→ What you need to do
Below are the records; pull every line that includes "Debug".
━━━━
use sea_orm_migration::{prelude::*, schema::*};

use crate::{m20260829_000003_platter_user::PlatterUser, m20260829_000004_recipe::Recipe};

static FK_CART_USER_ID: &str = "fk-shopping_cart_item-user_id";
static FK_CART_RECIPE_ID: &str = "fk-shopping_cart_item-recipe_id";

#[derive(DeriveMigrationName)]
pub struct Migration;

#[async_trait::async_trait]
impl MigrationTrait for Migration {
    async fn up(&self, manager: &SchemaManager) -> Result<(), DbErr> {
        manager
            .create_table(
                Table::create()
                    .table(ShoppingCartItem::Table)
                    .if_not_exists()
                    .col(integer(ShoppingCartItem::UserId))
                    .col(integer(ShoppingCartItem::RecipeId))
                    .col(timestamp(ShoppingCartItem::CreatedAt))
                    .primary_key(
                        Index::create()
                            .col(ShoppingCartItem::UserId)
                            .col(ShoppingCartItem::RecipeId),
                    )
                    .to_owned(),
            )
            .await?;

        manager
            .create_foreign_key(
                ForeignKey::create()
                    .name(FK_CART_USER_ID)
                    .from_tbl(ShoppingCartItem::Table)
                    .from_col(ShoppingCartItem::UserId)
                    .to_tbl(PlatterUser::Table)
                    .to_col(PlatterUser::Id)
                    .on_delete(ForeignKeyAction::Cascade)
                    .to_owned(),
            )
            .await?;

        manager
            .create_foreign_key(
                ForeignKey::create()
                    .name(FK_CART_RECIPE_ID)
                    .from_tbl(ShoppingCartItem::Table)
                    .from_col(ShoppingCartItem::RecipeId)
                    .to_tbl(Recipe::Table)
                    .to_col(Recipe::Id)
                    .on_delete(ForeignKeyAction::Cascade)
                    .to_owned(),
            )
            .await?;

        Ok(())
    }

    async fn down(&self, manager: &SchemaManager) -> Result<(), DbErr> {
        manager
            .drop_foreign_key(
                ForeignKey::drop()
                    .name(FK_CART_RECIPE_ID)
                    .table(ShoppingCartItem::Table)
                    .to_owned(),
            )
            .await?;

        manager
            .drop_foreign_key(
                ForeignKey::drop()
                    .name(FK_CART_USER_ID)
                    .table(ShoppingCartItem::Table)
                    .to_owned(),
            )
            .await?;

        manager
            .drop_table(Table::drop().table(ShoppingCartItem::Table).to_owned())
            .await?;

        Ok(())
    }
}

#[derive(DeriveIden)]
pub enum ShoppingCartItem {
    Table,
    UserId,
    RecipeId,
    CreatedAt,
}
━━━━
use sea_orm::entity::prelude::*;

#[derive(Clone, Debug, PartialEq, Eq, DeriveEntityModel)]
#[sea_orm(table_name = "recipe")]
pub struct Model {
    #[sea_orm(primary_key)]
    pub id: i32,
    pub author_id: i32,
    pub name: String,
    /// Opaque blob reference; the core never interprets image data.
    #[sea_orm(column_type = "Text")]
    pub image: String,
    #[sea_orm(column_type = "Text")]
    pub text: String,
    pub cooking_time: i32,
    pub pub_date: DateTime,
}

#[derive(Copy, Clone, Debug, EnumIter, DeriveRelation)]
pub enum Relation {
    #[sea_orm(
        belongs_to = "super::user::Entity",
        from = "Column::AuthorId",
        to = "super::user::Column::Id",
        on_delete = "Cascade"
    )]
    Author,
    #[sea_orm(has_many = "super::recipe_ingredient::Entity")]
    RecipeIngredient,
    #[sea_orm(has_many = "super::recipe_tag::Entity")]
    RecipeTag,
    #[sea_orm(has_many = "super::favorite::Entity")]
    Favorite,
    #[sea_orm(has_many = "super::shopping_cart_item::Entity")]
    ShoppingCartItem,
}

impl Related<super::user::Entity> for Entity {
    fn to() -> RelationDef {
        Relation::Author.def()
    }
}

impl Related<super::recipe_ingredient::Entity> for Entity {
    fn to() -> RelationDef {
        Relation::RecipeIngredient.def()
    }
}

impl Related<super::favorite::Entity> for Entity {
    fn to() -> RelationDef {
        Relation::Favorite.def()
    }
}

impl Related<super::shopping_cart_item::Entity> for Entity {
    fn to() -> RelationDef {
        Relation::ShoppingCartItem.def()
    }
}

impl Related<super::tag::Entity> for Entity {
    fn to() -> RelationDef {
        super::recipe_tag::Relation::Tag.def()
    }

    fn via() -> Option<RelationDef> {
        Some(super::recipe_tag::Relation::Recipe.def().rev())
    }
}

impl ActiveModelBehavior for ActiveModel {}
━━━━
→ Task answer
#[derive(Clone, Debug, PartialEq, Eq, DeriveEntityModel)]
#[derive(Copy, Clone, Debug, EnumIter, DeriveRelation)]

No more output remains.